◆ **To do**:
What lines of the data hold the string "ReferenceError"? Pull each one out.

(Collected data)
+===+

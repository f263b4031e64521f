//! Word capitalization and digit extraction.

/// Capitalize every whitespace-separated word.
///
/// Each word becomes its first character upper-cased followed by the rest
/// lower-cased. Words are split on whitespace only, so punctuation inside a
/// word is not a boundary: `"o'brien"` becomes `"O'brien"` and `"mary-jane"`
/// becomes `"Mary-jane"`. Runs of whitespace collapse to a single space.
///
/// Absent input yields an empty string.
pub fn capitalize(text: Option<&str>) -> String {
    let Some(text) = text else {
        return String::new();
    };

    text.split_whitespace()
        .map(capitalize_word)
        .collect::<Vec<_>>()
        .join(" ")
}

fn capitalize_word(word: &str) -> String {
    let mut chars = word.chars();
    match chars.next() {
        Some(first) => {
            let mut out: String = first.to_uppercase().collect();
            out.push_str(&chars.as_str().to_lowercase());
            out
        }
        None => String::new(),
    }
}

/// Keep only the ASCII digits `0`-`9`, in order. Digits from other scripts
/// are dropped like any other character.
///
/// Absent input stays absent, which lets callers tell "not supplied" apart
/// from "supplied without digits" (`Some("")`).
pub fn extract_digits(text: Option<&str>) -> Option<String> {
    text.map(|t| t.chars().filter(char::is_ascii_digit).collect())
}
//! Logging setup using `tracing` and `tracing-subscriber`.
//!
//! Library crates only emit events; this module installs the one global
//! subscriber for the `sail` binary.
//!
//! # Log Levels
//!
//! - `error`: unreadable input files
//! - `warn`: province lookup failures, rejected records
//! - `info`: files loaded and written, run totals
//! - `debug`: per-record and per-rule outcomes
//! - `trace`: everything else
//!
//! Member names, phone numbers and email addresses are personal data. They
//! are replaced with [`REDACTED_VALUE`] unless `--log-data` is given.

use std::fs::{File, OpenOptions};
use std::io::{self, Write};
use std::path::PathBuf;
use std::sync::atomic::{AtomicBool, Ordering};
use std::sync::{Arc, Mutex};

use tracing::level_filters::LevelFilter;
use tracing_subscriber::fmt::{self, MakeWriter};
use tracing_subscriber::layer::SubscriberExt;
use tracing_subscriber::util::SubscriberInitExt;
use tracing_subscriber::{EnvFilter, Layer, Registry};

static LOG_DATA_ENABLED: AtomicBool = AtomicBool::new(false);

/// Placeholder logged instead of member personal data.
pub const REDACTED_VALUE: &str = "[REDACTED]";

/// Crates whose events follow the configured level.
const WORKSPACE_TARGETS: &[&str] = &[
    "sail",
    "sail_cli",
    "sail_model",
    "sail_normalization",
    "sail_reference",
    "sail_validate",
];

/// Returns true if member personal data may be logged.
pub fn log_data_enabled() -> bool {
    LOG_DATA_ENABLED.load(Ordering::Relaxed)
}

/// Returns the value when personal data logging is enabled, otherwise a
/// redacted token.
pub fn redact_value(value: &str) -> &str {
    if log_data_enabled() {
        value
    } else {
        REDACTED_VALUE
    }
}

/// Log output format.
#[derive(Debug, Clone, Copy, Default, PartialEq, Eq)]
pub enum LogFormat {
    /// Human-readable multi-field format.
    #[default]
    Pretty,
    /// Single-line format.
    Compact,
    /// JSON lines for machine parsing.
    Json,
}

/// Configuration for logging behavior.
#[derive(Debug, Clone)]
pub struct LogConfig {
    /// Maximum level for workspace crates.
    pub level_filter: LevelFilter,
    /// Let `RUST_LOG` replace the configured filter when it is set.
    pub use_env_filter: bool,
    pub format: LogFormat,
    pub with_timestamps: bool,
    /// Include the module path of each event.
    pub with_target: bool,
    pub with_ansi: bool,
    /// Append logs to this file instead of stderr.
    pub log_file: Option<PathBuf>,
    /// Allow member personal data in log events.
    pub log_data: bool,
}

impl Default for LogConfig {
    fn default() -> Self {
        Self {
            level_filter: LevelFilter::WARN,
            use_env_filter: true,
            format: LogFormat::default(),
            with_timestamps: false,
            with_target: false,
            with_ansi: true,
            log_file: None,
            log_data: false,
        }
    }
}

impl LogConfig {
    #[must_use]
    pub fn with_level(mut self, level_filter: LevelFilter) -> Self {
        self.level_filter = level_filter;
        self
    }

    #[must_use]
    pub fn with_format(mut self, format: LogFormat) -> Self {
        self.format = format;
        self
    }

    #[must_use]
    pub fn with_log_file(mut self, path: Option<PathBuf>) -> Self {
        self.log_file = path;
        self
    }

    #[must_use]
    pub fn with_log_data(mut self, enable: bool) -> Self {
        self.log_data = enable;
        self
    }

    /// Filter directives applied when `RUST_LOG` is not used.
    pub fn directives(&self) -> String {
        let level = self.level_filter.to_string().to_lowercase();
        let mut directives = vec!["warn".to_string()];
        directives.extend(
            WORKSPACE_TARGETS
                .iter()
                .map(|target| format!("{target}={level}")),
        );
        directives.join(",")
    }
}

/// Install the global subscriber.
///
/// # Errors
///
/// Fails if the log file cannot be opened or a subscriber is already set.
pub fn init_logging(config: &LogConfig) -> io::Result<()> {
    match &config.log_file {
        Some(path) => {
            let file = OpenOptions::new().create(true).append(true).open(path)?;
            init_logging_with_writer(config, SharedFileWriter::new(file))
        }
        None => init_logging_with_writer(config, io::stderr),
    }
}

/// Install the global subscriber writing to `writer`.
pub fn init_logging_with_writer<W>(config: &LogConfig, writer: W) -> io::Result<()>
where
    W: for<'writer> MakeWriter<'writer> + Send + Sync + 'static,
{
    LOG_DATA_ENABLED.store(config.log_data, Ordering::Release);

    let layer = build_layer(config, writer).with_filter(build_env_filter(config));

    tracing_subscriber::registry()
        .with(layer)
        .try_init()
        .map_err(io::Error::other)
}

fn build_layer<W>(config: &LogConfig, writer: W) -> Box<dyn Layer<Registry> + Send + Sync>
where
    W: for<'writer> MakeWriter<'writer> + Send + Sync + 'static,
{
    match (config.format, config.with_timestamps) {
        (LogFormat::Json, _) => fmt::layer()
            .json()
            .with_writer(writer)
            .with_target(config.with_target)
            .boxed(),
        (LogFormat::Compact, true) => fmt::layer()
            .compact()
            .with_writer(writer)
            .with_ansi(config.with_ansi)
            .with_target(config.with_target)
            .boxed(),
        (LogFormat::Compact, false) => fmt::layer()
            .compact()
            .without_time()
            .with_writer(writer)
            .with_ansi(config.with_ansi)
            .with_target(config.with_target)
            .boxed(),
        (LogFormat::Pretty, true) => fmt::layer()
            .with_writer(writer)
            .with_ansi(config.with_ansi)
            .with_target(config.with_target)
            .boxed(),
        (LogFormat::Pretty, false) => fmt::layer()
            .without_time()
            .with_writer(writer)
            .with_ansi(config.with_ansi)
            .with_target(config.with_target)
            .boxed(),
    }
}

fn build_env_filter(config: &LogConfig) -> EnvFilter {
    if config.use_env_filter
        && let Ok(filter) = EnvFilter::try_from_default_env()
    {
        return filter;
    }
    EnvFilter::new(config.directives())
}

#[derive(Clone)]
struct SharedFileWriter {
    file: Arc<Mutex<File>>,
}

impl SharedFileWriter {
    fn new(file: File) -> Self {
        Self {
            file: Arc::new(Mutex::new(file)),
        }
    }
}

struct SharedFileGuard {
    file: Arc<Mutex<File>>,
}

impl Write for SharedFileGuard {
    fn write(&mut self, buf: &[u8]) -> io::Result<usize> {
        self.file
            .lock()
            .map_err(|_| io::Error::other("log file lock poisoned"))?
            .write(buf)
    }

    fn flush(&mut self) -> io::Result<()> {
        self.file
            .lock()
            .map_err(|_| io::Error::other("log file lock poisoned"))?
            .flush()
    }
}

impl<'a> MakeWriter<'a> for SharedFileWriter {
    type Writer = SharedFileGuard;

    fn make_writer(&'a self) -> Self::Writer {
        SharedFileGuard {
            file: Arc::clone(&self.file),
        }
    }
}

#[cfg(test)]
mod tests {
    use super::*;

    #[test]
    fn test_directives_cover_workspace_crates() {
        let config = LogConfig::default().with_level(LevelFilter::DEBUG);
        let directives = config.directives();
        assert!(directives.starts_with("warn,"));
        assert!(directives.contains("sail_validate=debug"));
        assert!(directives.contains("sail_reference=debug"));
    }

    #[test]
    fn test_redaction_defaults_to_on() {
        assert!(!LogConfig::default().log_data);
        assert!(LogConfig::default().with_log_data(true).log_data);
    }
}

+===+

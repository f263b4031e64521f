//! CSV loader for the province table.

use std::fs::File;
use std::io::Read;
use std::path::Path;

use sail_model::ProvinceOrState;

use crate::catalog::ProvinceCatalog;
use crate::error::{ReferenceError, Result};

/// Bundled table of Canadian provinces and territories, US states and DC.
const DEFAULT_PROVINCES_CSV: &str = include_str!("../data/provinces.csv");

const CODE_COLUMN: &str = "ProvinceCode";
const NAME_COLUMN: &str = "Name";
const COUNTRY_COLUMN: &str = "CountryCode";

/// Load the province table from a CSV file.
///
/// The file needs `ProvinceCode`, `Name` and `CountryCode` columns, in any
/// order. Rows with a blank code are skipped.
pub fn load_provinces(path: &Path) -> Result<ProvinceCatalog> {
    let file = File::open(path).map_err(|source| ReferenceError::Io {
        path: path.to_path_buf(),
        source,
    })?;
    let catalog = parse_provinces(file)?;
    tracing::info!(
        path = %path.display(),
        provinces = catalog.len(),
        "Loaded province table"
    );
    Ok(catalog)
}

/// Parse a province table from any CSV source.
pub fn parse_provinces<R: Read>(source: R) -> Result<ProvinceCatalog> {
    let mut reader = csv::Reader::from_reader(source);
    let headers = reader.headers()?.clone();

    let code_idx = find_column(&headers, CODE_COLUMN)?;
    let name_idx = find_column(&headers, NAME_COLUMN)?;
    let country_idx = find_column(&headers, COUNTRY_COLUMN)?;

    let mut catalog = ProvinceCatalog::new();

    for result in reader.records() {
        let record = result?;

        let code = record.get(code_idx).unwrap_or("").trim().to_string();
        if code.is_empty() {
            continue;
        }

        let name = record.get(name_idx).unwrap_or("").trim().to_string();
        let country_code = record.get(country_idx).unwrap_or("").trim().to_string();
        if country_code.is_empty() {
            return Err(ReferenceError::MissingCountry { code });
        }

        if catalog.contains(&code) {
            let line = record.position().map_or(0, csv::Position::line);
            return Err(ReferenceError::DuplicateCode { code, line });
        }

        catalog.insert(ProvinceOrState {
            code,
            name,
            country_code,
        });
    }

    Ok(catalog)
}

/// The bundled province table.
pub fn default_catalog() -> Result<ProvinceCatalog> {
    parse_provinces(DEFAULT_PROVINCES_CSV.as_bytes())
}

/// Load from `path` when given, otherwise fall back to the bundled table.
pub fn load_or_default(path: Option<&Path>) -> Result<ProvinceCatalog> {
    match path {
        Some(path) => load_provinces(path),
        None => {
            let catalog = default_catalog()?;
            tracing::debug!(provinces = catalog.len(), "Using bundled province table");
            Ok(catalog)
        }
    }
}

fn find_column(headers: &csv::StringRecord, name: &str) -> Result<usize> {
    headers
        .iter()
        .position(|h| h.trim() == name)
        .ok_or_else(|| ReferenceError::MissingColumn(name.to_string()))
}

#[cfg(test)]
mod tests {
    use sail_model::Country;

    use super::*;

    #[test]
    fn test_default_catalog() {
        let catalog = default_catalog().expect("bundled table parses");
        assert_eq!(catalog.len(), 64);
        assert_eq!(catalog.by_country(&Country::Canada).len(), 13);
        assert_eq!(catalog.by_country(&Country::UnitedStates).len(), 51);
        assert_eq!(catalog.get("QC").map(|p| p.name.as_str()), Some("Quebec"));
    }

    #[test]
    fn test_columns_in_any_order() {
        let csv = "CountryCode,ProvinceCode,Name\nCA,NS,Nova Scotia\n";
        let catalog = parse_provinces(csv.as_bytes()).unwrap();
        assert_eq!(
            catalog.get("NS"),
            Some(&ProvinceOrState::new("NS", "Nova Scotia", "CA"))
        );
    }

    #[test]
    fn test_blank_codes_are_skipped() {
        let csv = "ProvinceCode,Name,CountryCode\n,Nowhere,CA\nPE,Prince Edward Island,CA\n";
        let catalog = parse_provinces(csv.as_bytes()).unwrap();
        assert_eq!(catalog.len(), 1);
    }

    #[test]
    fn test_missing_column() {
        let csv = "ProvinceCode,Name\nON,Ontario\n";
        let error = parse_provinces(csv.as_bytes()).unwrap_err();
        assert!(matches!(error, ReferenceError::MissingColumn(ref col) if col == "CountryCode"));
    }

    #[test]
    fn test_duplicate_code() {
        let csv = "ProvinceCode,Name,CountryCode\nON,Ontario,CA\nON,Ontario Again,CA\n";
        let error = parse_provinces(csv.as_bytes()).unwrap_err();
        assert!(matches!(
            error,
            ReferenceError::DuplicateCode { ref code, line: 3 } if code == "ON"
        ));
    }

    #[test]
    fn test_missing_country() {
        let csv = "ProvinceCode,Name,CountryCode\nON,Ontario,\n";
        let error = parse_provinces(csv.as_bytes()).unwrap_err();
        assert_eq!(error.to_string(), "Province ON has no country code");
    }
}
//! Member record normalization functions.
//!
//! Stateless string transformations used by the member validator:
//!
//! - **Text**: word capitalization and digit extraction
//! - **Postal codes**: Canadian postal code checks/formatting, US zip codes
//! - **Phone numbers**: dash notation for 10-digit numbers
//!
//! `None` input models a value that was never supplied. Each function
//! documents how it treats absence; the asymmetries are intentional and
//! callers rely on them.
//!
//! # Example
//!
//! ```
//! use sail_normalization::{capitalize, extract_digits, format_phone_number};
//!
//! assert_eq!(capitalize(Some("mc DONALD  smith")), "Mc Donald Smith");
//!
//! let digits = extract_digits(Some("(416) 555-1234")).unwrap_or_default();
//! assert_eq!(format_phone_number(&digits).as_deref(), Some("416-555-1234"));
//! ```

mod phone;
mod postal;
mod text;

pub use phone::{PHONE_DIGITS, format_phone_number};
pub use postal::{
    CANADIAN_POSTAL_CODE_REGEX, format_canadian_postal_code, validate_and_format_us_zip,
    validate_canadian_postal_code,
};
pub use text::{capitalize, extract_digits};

+===+

◆ **Expected output**:
use crate::error::{ReferenceError, Result};
    let file = File::open(path).map_err(|source| ReferenceError::Io {
            return Err(ReferenceError::MissingCountry { code });
            return Err(ReferenceError::DuplicateCode { code, line });
        .ok_or_else(|| ReferenceError::MissingColumn(name.to_string()))
        assert!(matches!(error, ReferenceError::MissingColumn(ref col) if col == "CountryCode"));
            ReferenceError::DuplicateCode { ref code, line: 3 } if code == "ON"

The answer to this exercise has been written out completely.